|
[Date Prev][Date Next][Thread Prev][Thread Next][Date Index][Thread Index] Re: [Xen-devel] [PATCH v3 8/9] vpci/msi: add MSI handlers
On Fri, May 26, 2017 at 09:26:03AM -0600, Jan Beulich wrote:
> >>> On 27.04.17 at 16:35, <roger.pau@xxxxxxxxxx> wrote:
> > Add handlers for the MSI control, address, data and mask fields in order to
> > detect accesses to them and setup the interrupts as requested by the guest.
> >
> > Note that the pending register is not trapped, and the guest can freely
> > read/write to it.
> >
> > Whether Xen is going to provide this functionality to Dom0 (MSI emulation)
> > is
> > controlled by the "msi" option in the dom0 field.
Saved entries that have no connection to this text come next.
//! Residency command - tax-residency risk assessment

use crate::cmd::{print_json, print_table, read_json};
use crate::core::residency::{
    EmployerLocation, FamilyLocation, HomeStatus, IncomeLocation, YesNo, MAX_RESIDENCY_SCORE,
    RESIDENCY_RISK_BANDS,
};
use crate::core::{
    assess_residency_risk, LeadPayload, ResidencyInputs, ResidencyLead, ResidencyRiskResults,
    RiskLevel,
};
use clap::Args;
use std::path::PathBuf;
use tabled::Tabled;

#[derive(Args, Debug)]
pub struct ResidencyCommand {
    /// JSON file with the answers (or "-" for stdin); replaces the answer flags
    #[arg(short, long, conflicts_with = "days")]
    input: Option<PathBuf>,

    /// Days spent in Spain this year (0-366, one more than 365 to allow for leap years)
    #[arg(short, long, value_parser = clap::value_parser!(u16).range(0..=366))]
    days: Option<u16>,

    /// Where most income is earned (spain, abroad, mixed)
    #[arg(long, default_value_t = IncomeLocation::Abroad)]
    income: IncomeLocation,

    /// Permanent home in Spain (yes, no, rented)
    #[arg(long, default_value_t = HomeStatus::No)]
    home: HomeStatus,

    /// Where the spouse lives (spain, abroad, na)
    #[arg(long, default_value_t = FamilyLocation::Na)]
    spouse: FamilyLocation,

    /// Where dependent children live (spain, abroad, na)
    #[arg(long, default_value_t = FamilyLocation::Na)]
    children: FamilyLocation,

    /// Where the employer is based (spain, abroad)
    #[arg(long, default_value_t = EmployerLocation::Abroad)]
    employer: EmployerLocation,

    /// Main bank accounts in Spain (yes, no)
    #[arg(long, default_value_t = YesNo::No)]
    bank: YesNo,

    /// Registered on a municipal padrón (yes, no)
    #[arg(long, default_value_t = YesNo::No)]
    padron: YesNo,

    /// Contributing to Spanish Social Security (yes, no)
    #[arg(long, default_value_t = YesNo::No)]
    social_security: YesNo,

    /// Output as JSON instead of formatted text
    #[arg(long)]
    json: bool,

    /// Output only the lead-capture payload as JSON
    #[arg(long, conflicts_with = "json")]
    lead: bool,
}

#[derive(Tabled)]
struct FactorRow {
    #[tabled(rename = "Factor")]
    explanation: &'static str,
    #[tabled(rename = "Points")]
    points: u32,
}

impl ResidencyCommand {
    pub fn exec(&self) -> anyhow::Result<()> {
        RESIDENCY_RISK_BANDS.validate(MAX_RESIDENCY_SCORE)?;

        let inputs = self.inputs()?;
        let results = assess_residency_risk(&inputs);

        if self.lead {
            print_json(&LeadPayload::Residency(ResidencyLead::from(&results)))
        } else if self.json {
            print_json(&results)
        } else {
            print_assessment(&results, &inputs);
            Ok(())
        }
    }

    fn inputs(&self) -> anyhow::Result<ResidencyInputs> {
        if let Some(path) = &self.input {
            let inputs: ResidencyInputs = read_json(path)?;
            if inputs.days_in_spain > 366 {
                anyhow::bail!("days_in_spain must be at most 366, got {}", inputs.days_in_spain);
            }
            return Ok(inputs);
        }
        let Some(days) = self.days else {
            anyhow::bail!("Provide --days or an --input answers file");
        };
        Ok(ResidencyInputs {
            days_in_spain: days,
            primary_income_location: self.income,
            permanent_home_spain: self.home,
            spouse_location: self.spouse,
            children_location: self.children,
            employer_location: self.employer,
            primary_bank_accounts: self.bank,
            registered_padron: self.padron,
            spanish_social_security: self.social_security,
        })
    }
}

fn print_assessment(results: &ResidencyRiskResults, inputs: &ResidencyInputs) {
    println!();
    println!("TAX RESIDENCY RISK ({} days in Spain)", inputs.days_in_spain);
    println!();
    println!(
        "Risk level: {} (score {})",
        results.risk_level.as_str().to_uppercase(),
        results.score
    );
    if results.automatic_resident {
        println!("More than 183 days in Spain: you are tax resident by presence alone.");
    }
    println!();

    if results.contributing_factors.is_empty() {
        println!("No factors point to Spanish tax residency.");
    } else {
        let rows = results
            .contributing_factors
            .iter()
            .map(|f| FactorRow {
                explanation: f.explanation,
                points: f.points,
            })
            .collect();
        print_table(rows, 1);
    }

    if results.risk_level == RiskLevel::High {
        println!();
        println!("Consider a residency review before filing for the year.");
    }
    println!();
}
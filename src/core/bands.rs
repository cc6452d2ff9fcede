//! Integer score bands mapping a score onto a fixed classification.

use serde::Serialize;

/// Closed score range `[min, max]` and the value it maps to
#[derive(Debug, Clone, PartialEq, Eq, Serialize)]
pub struct ScoreBand<T> {
    pub min: u32,
    pub max: u32,
    pub value: T,
}

impl<T> ScoreBand<T> {
    pub fn contains(&self, score: u32) -> bool {
        self.min <= score && score <= self.max
    }
}

/// Band misconfiguration found by [`BandTable::validate`]
#[derive(Debug, thiserror::Error, PartialEq, Eq)]
pub enum BandError {
    #[error("band table is empty")]
    Empty,
    #[error("band [{min}, {max}] is inverted")]
    Inverted { min: u32, max: u32 },
    #[error("scores {from}..={to} are not covered by any band")]
    Gap { from: u32, to: u32 },
    #[error("score {0} is covered by more than one band")]
    Overlap(u32),
    #[error("band ends at {end}, beyond the maximum score {max_score}")]
    BeyondMaximum { end: u32, max_score: u32 },
}

/// Ordered list of bands; lookups return the first band containing a score
#[derive(Debug)]
pub struct BandTable<T: 'static>(pub &'static [ScoreBand<T>]);

impl<T: 'static> BandTable<T> {
    pub fn bands(&self) -> &'static [ScoreBand<T>] {
        self.0
    }

    pub fn lookup(&self, score: u32) -> Option<&'static T> {
        self.0.iter().find(|b| b.contains(score)).map(|b| &b.value)
    }

    /// Check that every score in `[0, max_score]` falls in exactly one band.
    pub fn validate(&self, max_score: u32) -> Result<(), BandError> {
        if self.0.is_empty() {
            return Err(BandError::Empty);
        }

        let mut ranges: Vec<(u32, u32)> = self.0.iter().map(|b| (b.min, b.max)).collect();
        ranges.sort_unstable();

        let mut next = 0u32;
        for (min, max) in ranges {
            if min > max {
                return Err(BandError::Inverted { min, max });
            }
            if min > next {
                return Err(BandError::Gap {
                    from: next,
                    to: min - 1,
                });
            }
            if min < next {
                return Err(BandError::Overlap(min));
            }
            if max > max_score {
                return Err(BandError::BeyondMaximum {
                    end: max,
                    max_score,
                });
            }
            next = max + 1;
        }

        if next <= max_score {
            return Err(BandError::Gap {
                from: next,
                to: max_score,
            });
        }
        Ok(())
    }
}
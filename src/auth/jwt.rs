use jsonwebtoken::{decode, encode, DecodingKey, EncodingKey, Header, Validation};
use serde::{Deserialize, Serialize};
use time::{Duration, OffsetDateTime};
use tracing::debug;
use uuid::Uuid;

use crate::auth::error::AuthError;
use crate::config::JwtConfig;

/// Access tokens expire exactly one hour after issuance.
pub const ACCESS_TOKEN_TTL: Duration = Duration::hours(1);

/// Identity claims carried in every access token.
#[derive(Debug, Clone, Serialize, Deserialize)]
pub struct Claims {
    pub sub: Uuid,
    pub email: String,
    pub given_name: String,
    pub family_name: String,
    pub role: String,
    pub iss: String,
    pub aud: String,
    pub iat: usize,
    pub exp: usize,
}

/// A signed access token together with its absolute expiry.
#[derive(Debug, Clone)]
pub struct IssuedToken {
    pub token: String,
    pub expires_at: OffsetDateTime,
}

/// Stateless HS256 signer/verifier. Built once from explicit configuration;
/// holds no ambient state.
#[derive(Clone)]
pub struct TokenSigner {
    encoding: EncodingKey,
    decoding: DecodingKey,
    issuer: String,
    audience: String,
}

impl TokenSigner {
    pub fn new(cfg: &JwtConfig) -> Self {
        Self {
            encoding: EncodingKey::from_secret(cfg.secret.as_bytes()),
            decoding: DecodingKey::from_secret(cfg.secret.as_bytes()),
            issuer: cfg.issuer.clone(),
            audience: cfg.audience.clone(),
        }
    }

    pub fn issue(
        &self,
        user_id: Uuid,
        email: &str,
        first_name: &str,
        last_name: &str,
        role: &str,
    ) -> anyhow::Result<IssuedToken> {
        let now = OffsetDateTime::now_utc();
        let expires_at = now + ACCESS_TOKEN_TTL;
        let claims = Claims {
            sub: user_id,
            email: email.to_string(),
            given_name: first_name.to_string(),
            family_name: last_name.to_string(),
            role: role.to_string(),
            iss: self.issuer.clone(),
            aud: self.audience.clone(),
            iat: now.unix_timestamp() as usize,
            exp: expires_at.unix_timestamp() as usize,
        };
        let token = encode(&Header::default(), &claims, &self.encoding)?;
        debug!(user_id = %user_id, "access token issued");
        Ok(IssuedToken { token, expires_at })
    }

    fn validation(&self) -> Validation {
        let mut validation = Validation::default();
        // the jsonwebtoken default tolerates 60s of clock skew; expiry
        // checks here allow none
        validation.leeway = 0;
        validation.set_audience(std::slice::from_ref(&self.audience));
        validation.set_issuer(std::slice::from_ref(&self.issuer));
        validation
    }

    /// Strict verification: signature, issuer, audience and expiry, with
    /// zero leeway.
    pub fn verify(&self, token: &str) -> Result<Claims, AuthError> {
        let data = decode::<Claims>(token, &self.decoding, &self.validation()).map_err(|e| {
            debug!(error = %e, "access token rejected");
            AuthError::InvalidToken
        })?;
        Ok(data.claims)
    }

    /// Verification that ignores the expiry but nothing else. Only the
    /// refresh-token exchange may accept an expired access token, so this
    /// stays crate-private.
    pub(crate) fn verify_expired(&self, token: &str) -> Result<Claims, AuthError> {
        let mut validation = self.validation();
        validation.validate_exp = false;
        let data = decode::<Claims>(token, &self.decoding, &validation).map_err(|e| {
            debug!(error = %e, "expired-token decode rejected");
            AuthError::InvalidToken
        })?;
        Ok(data.claims)
    }
}
use thiserror::Error;

use crate::auth::repo::StoreError;

/// Failure kinds produced by the auth core. Unknown email and wrong
/// password are intentionally collapsed into one `InvalidCredentials`
/// variant so the caller cannot tell which check failed.
#[derive(Debug, Error)]
pub enum AuthError {
    #[error("email already registered")]
    DuplicateEmail,
    #[error("invalid email or password")]
    InvalidCredentials,
    #[error("invalid token")]
    InvalidToken,
    #[error("invalid refresh token")]
    InvalidRefreshToken,
    #[error("user not found")]
    NotFound,
    #[error("{0}")]
    Validation(String),
    #[error(transparent)]
    Internal(#[from] anyhow::Error),
}

impl From<StoreError> for AuthError {
    fn from(err: StoreError) -> Self {
        match err {
            StoreError::DuplicateEmail => AuthError::DuplicateEmail,
            StoreError::Backend(e) => AuthError::Internal(e),
        }
    }
}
When disabling this option
> > Xen will hide the MSI capability structure from Dom0.
>
> Unless there's an actual reason behind this, I'd view this as a
> development only thing, which shouldn't be in a non-RFC patch.
Yes, I've removed the patch to hide capabilities ATM.
> > --- a/xen/arch/x86/hvm/vmsi.c
> > +++ b/xen/arch/x86/hvm/vmsi.c
> > @@ -622,3 +622,144 @@ void msix_write_completion(struct vcpu *v)
> > if ( msixtbl_write(v, ctrl_address, 4, 0) != X86EMUL_OKAY )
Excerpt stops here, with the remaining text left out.